Gloria Fackelmann, who led this study as part of her doctoral thesis at the Institute of Evolutionary Ecology and Conservation Genomics at Ulm University in Germany, noted the research’s novelty. “Until now there was little research on whether the amounts of microplastics present in the natural environment have a negative impact on the gut microbial health of affected species,” she said.
The research team found that ingestion of microplastics altered the microbial communities throughout the gastrointestinal tract of both seabird species.
Fackelmann warned, “The more microplastics found in the gut, the fewer commensal bacteria could be detected. Commensal bacteria supply their host with essential nutrients and help defend the host against opportunistic pathogens. Disturbances can impair many health-related processes and may lead to diseases in the host.”

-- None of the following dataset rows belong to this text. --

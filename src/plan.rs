//! Scene plan model and summarizer-reply validation.
//!
//! The summarization service replies with free text that should contain a
//! JSON object of the form:
//!
//! ```json
//! {
//!   "clips": [
//!     { "type": "manim", "code": "...", "voice_over": "...", "duration_secs": 15.0 }
//!   ]
//! }
//! ```
//!
//! LLMs are not reliable JSON printers — replies arrive wrapped in Markdown
//! fences or preceded by commentary often enough that parsing must be
//! defensive. [`ScenePlan::from_response`] therefore extracts the outermost
//! JSON object before deserializing, then validates the result against the
//! configured scene count. Validation is strict: a reply with the wrong
//! number of scenes, an empty narration, or an empty directive is rejected
//! outright rather than patched up, because a silently padded or trimmed
//! plan would no longer match what the model decided the video should say.

use crate::error::Pdf2ReelError;
use once_cell::sync::Lazy;
use regex::Regex;
use serde::{Deserialize, Serialize};

/// What the renderer should draw for one scene.
///
/// Currently the only backend is Manim scene source, matching the planner's
/// wire contract. An enum keeps the door open for other directive kinds
/// without touching the pipeline.
#[derive(Debug, Clone, PartialEq, Serialize, Deserialize)]
#[serde(tag = "kind", rename_all = "snake_case")]
pub enum AnimationDirective {
    /// Python source defining a single `class X(Scene)` for the Manim CLI.
    Manim { code: String },
}

impl AnimationDirective {
    /// The directive's source code, regardless of kind.
    pub fn code(&self) -> &str {
        match self {
            AnimationDirective::Manim { code } => code,
        }
    }
}

/// One planned unit of narration + visual directive.
#[derive(Debug, Clone, PartialEq, Serialize, Deserialize)]
pub struct Scene {
    /// 0-based position in the final video. Unique and contiguous.
    pub index: usize,
    /// Narration spoken over this scene. Never empty.
    pub narration_text: String,
    /// What to draw.
    pub animation_directive: AnimationDirective,
    /// How long this scene should run, in seconds. Always > 0.
    pub target_duration_secs: f64,
}

/// The ordered, validated set of scenes for one run.
///
/// Immutable after creation: the pipeline only ever reads it.
#[derive(Debug, Clone, PartialEq, Serialize, Deserialize)]
pub struct ScenePlan {
    scenes: Vec<Scene>,
}

// ── Wire format ──────────────────────────────────────────────────────────

/// Raw reply shape, before validation.
#[derive(Debug, Deserialize)]
struct PlannerReply {
    clips: Vec<PlannedClip>,
}

#[derive(Debug, Deserialize)]
struct PlannedClip {
    #[serde(rename = "type")]
    kind: String,
    #[serde(default)]
    code: String,
    #[serde(default)]
    voice_over: String,
    #[serde(default)]
    duration_secs: Option<f64>,
}

static JSON_OBJECT: Lazy<Regex> =
    Lazy::new(|| Regex::new(r"(?s)\{.*\}").expect("valid regex"));

/// Locate the outermost JSON object in a possibly-chatty reply.
///
/// Tries the raw text first, then strips Markdown fences, then falls back to
/// a greedy brace match over the whole reply.
fn extract_json(raw: &str) -> Option<&str> {
    let trimmed = raw.trim();
    if trimmed.starts_with('{') && trimmed.ends_with('}') {
        return Some(trimmed);
    }
    JSON_OBJECT.find(raw).map(|m| m.as_str())
}

impl ScenePlan {
    /// Parse and validate a summarizer reply into a plan of exactly
    /// `scene_count` scenes whose target durations sum to
    /// `target_duration_secs`.
    ///
    /// Duration policy (deterministic given the same reply): when every clip
    /// carries a positive `duration_secs` the values are treated as weights
    /// and scaled so they sum exactly to the target; otherwise the target is
    /// split evenly.
    pub fn from_response(
        raw: &str,
        scene_count: usize,
        target_duration_secs: f64,
    ) -> Result<ScenePlan, Pdf2ReelError> {
        let json = extract_json(raw).ok_or_else(|| Pdf2ReelError::MalformedPlan {
            reason: "reply contains no JSON object".into(),
        })?;

        let reply: PlannerReply =
            serde_json::from_str(json).map_err(|e| Pdf2ReelError::MalformedPlan {
                reason: format!("JSON does not match the clips schema: {e}"),
            })?;

        if reply.clips.len() != scene_count {
            return Err(Pdf2ReelError::MalformedPlan {
                reason: format!(
                    "expected exactly {} scenes, got {}",
                    scene_count,
                    reply.clips.len()
                ),
            });
        }

        for (i, clip) in reply.clips.iter().enumerate() {
            if clip.kind != "manim" {
                return Err(Pdf2ReelError::MalformedPlan {
                    reason: format!("scene {i}: unknown directive type '{}'", clip.kind),
                });
            }
            if clip.code.trim().is_empty() {
                return Err(Pdf2ReelError::MalformedPlan {
                    reason: format!("scene {i}: empty animation code"),
                });
            }
            if clip.voice_over.trim().is_empty() {
                return Err(Pdf2ReelError::MalformedPlan {
                    reason: format!("scene {i}: empty narration text"),
                });
            }
        }

        let durations = resolve_durations(&reply.clips, target_duration_secs);

        let scenes = reply
            .clips
            .into_iter()
            .zip(durations)
            .enumerate()
            .map(|(index, (clip, target_duration_secs))| Scene {
                index,
                narration_text: clip.voice_over.trim().to_string(),
                animation_directive: AnimationDirective::Manim { code: clip.code },
                target_duration_secs,
            })
            .collect();

        Ok(ScenePlan { scenes })
    }

    /// The scenes, in playback order.
    pub fn scenes(&self) -> &[Scene] {
        &self.scenes
    }

    pub fn len(&self) -> usize {
        self.scenes.len()
    }

    pub fn is_empty(&self) -> bool {
        self.scenes.is_empty()
    }

    /// Sum of all scene target durations, in seconds.
    pub fn total_target_secs(&self) -> f64 {
        self.scenes.iter().map(|s| s.target_duration_secs).sum()
    }
}

/// Map per-clip durations from the reply onto final per-scene targets.
fn resolve_durations(clips: &[PlannedClip], target_total: f64) -> Vec<f64> {
    let weights: Option<Vec<f64>> = clips
        .iter()
        .map(|c| c.duration_secs.filter(|d| *d > 0.0))
        .collect();

    match weights {
        Some(w) => {
            let sum: f64 = w.iter().sum();
            w.into_iter().map(|d| target_total * d / sum).collect()
        }
        None => {
            let even = target_total / clips.len() as f64;
            vec![even; clips.len()]
        }
    }
}

/// Head-truncate `text` to at most `limit` characters on a char boundary.
///
/// This is the fixed policy for oversized documents: keep the head, drop the
/// tail. The front of a paper is where the summary signal lives.
pub fn truncate_for_prompt(text: &str, limit: usize) -> &str {
    match text.char_indices().nth(limit) {
        Some((byte_idx, _)) => &text[..byte_idx],
        None => text,
    }
}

Most microplastic studies have been conducted in labs, where scientists often use high concentrations of microplastics. However, this study provides a more realistic picture.
“By studying animals in the wild, our research shows that changes in the microbiome can occur at lower concentrations that are already present in the natural environment,” Fackelmann stated, reminding us of the real-life implications of their findings.
The research is published in the journal Nature Ecology & Evolution.
Microplastics are tiny pieces of plastic that are less than 5 millimeters long. They originate from various sources and come in various shapes, including fragments, films, foams, pellets/beads, and fibers.
These are plastics that were initially manufactured to be small in size. They include plastic pellets or “nurdles” (used as raw material in the production of plastic products), microbeads (found in personal care products like facial scrubs, toothpastes), and fibers from synthetic textiles.
These are formed from the breakdown of larger plastic items due to environmental factors like sun exposure, wind, and wave action. They can also result from abrasion, such as when tires are used or when clothes are washed.
Microplastics have become a significant environmental concern due to their persistence in the environment, potential for widespread dispersal, and ability to absorb and desorb harmful pollutants. They’ve been found in a wide range of environments, including oceans, rivers, air, soil, and even Arctic sea ice.
Marine creatures can mistake microplastics for food, leading to physical harm (like blockage of digestive tract) and exposure to the harmful pollutants carried by the microplastics. The impact on human health is still unclear but could occur through the consumption of seafood or drinking water contaminated with microplastics, or inhalation of airborne microplastics.
Research is ongoing to understand the full environmental and health implications of microplastics. Nevertheless, the presence of microplastics in the environment is a clear sign of the widespread and long-lasting impact of plastic pollution. Therefore, efforts to reduce plastic waste, improve waste management, and develop biodegradable alternatives to conventional plastics are crucial.
Scientists are also working on methods to remove microplastics from the environment. Some proposed solutions include the use of bacteria that can degrade plastics, and technologies that can capture microplastics in wastewater before they’re released into the environment. However, these methods are still in the early stages of research and development.